Hilda Mera, an immigrant from Ecuador, graduated from Rising Tide Capital’s CBA in 2015 after opening an auto repair shop in Newark two years earlier with her husband, Jose Masache. “I always say Rising Tide Capital is the door that opened the rest of the doors for me,” Mera told Zenger. “They don’t just give you the classes and say ‘bye. Whatever you need from counseling to coaching they’re there. All you have to do is make a phone call, and they’ll help you. They don’t really leave you.”

Mera now teaches at Rising Tide Capital with an emphasis on empowering women to become business leaders in their communities. “It’s something I love to do,” she said, “because I love to help entrepreneurs and tell them if I did it, they can do it.”

Hilda Mera, a graduate of Rising Tide Capital’s Community Business Academy, opened S&A Auto Repair Shop in Newark, New Jersey. (S&A Auto Repair)

CBA applicants must have a firm idea for a business or be actively involved in their own business for consideration. “We want to encourage people,” Forrester said. “People are already out there pushing in this direction and our job is to get behind their efforts and support them and surround them with a community of others who are doing the same.”

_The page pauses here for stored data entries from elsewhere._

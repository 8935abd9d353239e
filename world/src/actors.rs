//! Player and enemy state owned by the world.

use std::time::Duration;

use glam::Vec2;
use tidepool_core::{Aabb, CellCoord, CollisionBody, EnemyId};

use crate::cooldown::Cooldown;

/// Width and height of every actor's collision body.
pub const ACTOR_SIZE: Vec2 = Vec2::splat(16.0);
/// Total growth applied to an actor's body to form its hitbox.
pub const HITBOX_BUFFER: Vec2 = Vec2::splat(16.0);
/// Health the player starts with.
pub const PLAYER_MAX_HEALTH: u32 = 3;
/// Time between two attacks of the same actor.
pub const ATTACK_COOLDOWN: Duration = Duration::from_millis(600);
/// Time an enemy stays stunned.
pub const STUN_COOLDOWN: Duration = Duration::from_millis(1600);
/// Fraction of the velocity lost every tick.
pub const FRICTION: f32 = 0.3;

/// Continuous position with the previous tick's value kept for collision.
#[derive(Clone, Copy, Debug, PartialEq)]
pub(crate) struct Motion {
    pub(crate) position: Vec2,
    pub(crate) previous: Vec2,
}

impl Motion {
    pub(crate) fn centered_in(cell: CellCoord, tile: Vec2) -> Self {
        let position = cell.world_center(tile) - ACTOR_SIZE * 0.5;
        Self {
            position,
            previous: position,
        }
    }

    pub(crate) fn begin_tick(&mut self) {
        self.previous = self.position;
    }

    pub(crate) fn body(&self) -> CollisionBody {
        CollisionBody::new(Aabb::new(self.position, ACTOR_SIZE))
    }

    pub(crate) fn hitbox(&self) -> Aabb {
        Aabb::new(self.position, ACTOR_SIZE).inflated(HITBOX_BUFFER)
    }

    pub(crate) fn cell(&self, tile: Vec2) -> CellCoord {
        let center = self.position + ACTOR_SIZE * 0.5;
        CellCoord::containing(center, tile).unwrap_or(CellCoord::new(0, 0))
    }

    /// Keeps the body inside `bounds`.
    pub(crate) fn clamp_to(&mut self, bounds: &Aabb) {
        let max = (bounds.position() + bounds.size() - ACTOR_SIZE).max(bounds.position());
        self.position = self.position.clamp(bounds.position(), max);
    }
}

#[derive(Clone, Debug)]
pub(crate) struct Player {
    pub(crate) motion: Motion,
    pub(crate) velocity: Vec2,
    pub(crate) heading: Vec2,
    pub(crate) attack_held: bool,
    pub(crate) attacking: bool,
    pub(crate) attack: Cooldown,
    pub(crate) health: u32,
}

impl Player {
    pub(crate) fn spawn(cell: CellCoord, tile: Vec2) -> Self {
        Self {
            motion: Motion::centered_in(cell, tile),
            velocity: Vec2::ZERO,
            heading: Vec2::ZERO,
            attack_held: false,
            attacking: false,
            attack: Cooldown::new(ATTACK_COOLDOWN),
            health: PLAYER_MAX_HEALTH,
        }
    }

    pub(crate) fn tick(&mut self, dt: Duration) {
        self.motion.begin_tick();
        self.velocity += self.heading - FRICTION * self.velocity;
        self.motion.position += self.velocity;

        self.attacking = self.attack_held && self.attack.is_ready();
        self.attack.advance(&mut self.attacking, dt);
    }

    pub(crate) fn steer(&mut self, heading: Vec2) {
        self.heading = heading.clamp(Vec2::splat(-1.0), Vec2::splat(1.0));
    }

    /// Removes one point of health; returns `false` when none was left.
    pub(crate) fn take_hit(&mut self) -> bool {
        if self.health == 0 {
            return false;
        }
        self.health -= 1;
        true
    }
}

#[derive(Clone, Debug)]
pub(crate) struct Enemy {
    pub(crate) id: EnemyId,
    pub(crate) motion: Motion,
    pub(crate) attacking: bool,
    pub(crate) stunned: bool,
    pub(crate) attack: Cooldown,
    pub(crate) stun: Cooldown,
}

impl Enemy {
    pub(crate) fn spawn(id: EnemyId, cell: CellCoord, tile: Vec2) -> Self {
        Self {
            id,
            motion: Motion::centered_in(cell, tile),
            attacking: false,
            stunned: false,
            attack: Cooldown::new(ATTACK_COOLDOWN),
            stun: Cooldown::new(STUN_COOLDOWN),
        }
    }

    pub(crate) fn tick(&mut self, dt: Duration) {
        self.motion.begin_tick();
        self.stun.advance(&mut self.stunned, dt);
        self.attacking = self.attack.is_ready() && !self.stunned;
        self.attack.advance(&mut self.attacking, dt);
    }
}

#[cfg(test)]
mod tests {
    use super::*;
    use tidepool_core::TILE_LENGTH;

    const TICK: Duration = Duration::from_millis(16);

    #[test]
    fn actors_spawn_centred_in_their_cell() {
        let tile = Vec2::splat(TILE_LENGTH);
        let player = Player::spawn(CellCoord::new(1, 1), tile);
        assert_eq!(player.motion.position, Vec2::new(64.0, 64.0));
        assert_eq!(player.motion.cell(tile), CellCoord::new(1, 1));
        assert_eq!(player.motion.hitbox().size(), Vec2::splat(32.0));
    }

    #[test]
    fn friction_bounds_player_speed() {
        let mut player = Player::spawn(CellCoord::new(1, 1), Vec2::splat(TILE_LENGTH));
        player.steer(Vec2::new(3.0, 0.0));
        player.tick(TICK);
        assert_eq!(player.velocity, Vec2::new(1.0, 0.0));
        player.tick(TICK);
        assert!((player.velocity.x - 1.7).abs() < 1e-5);
        for _ in 0..200 {
            player.tick(TICK);
        }
        assert!((player.velocity.x - 1.0 / FRICTION).abs() < 1e-3);
        assert_eq!(player.motion.previous.y, player.motion.position.y);
    }

    #[test]
    fn held_attack_fires_once_per_cooldown() {
        let mut player = Player::spawn(CellCoord::new(1, 1), Vec2::splat(TILE_LENGTH));
        player.attack_held = true;
        player.tick(TICK);
        assert!(player.attacking);
        player.tick(TICK);
        assert!(!player.attacking, "attack is a single-tick pulse");
        assert!(!player.attack.is_ready());
    }

    #[test]
    fn stunned_enemy_does_not_attack() {
        let mut enemy = Enemy::spawn(EnemyId::new(0), CellCoord::new(2, 2), Vec2::splat(TILE_LENGTH));
        enemy.stunned = true;
        enemy.tick(TICK);
        assert!(!enemy.attacking);
        assert!(enemy.stunned);
        assert_eq!(enemy.stun.elapsed(), TICK);
    }

    #[test]
    fn health_never_drops_below_zero() {
        let mut player = Player::spawn(CellCoord::new(1, 1), Vec2::splat(TILE_LENGTH));
        for _ in 0..PLAYER_MAX_HEALTH {
            assert!(player.take_hit());
        }
        assert!(!player.take_hit());
        assert_eq!(player.health, 0);
    }
}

Students come from all levels of educational, professional and economic backgrounds. “We’re not looking for the highest potential entrepreneurs and getting behind them,” Forrester said. “It’s really a much larger embrace for what entrepreneurship means in the community as a form of people hearing the needs of others around them and finding ways to respond to that.”

COVID-19 forced a transition to online learning, something that will be maintained as an option when the pandemic eases. Technology is helping with duplicating the CBA in cities like Chicago, Illinois; Charleston, South Carolina; Charlotte, North Carolina; Wichita, Kansas; Dallas, Texas; Los Angeles, California; Richmond, Virginia; and Brooklyn, New York. “This isn’t about people having a certain level of education,” Demmellash said. “What’s required is people bring a heart and a commitment.”

Rising Tide Capital, funded primarily by corporate, foundation, and government grants, is looking to expand its headquarters in Jersey City to make a bigger impact on urban cities around the nation. A $1.5 million capital campaign is underway to build a permanent hub, complete with workspace, classroom space, training space and affordable housing. It’s a broad vision that could have an everlasting impact.

“What warms my heart is when we see the children of entrepreneurs at events or their parents’ business, and you see the look in their eyes,” said Demmellash, a daughter of an entrepreneur. “Children of entrepreneurs have a high rate of graduation and a better chance of becoming entrepreneurs. It’s long-term transformative thinking that we’re trying to create.”

With many small businesses struggling through the pandemic and unemployed workers looking to start their own business, RTC is seeing a need and meeting it. “It’s so critically important, particularly for people of color, to know there’s a space for them to start and grow their business over the long-term,” Demmellash said. “They are agents of change in the kind of long-term economic transformation we’re seeking.”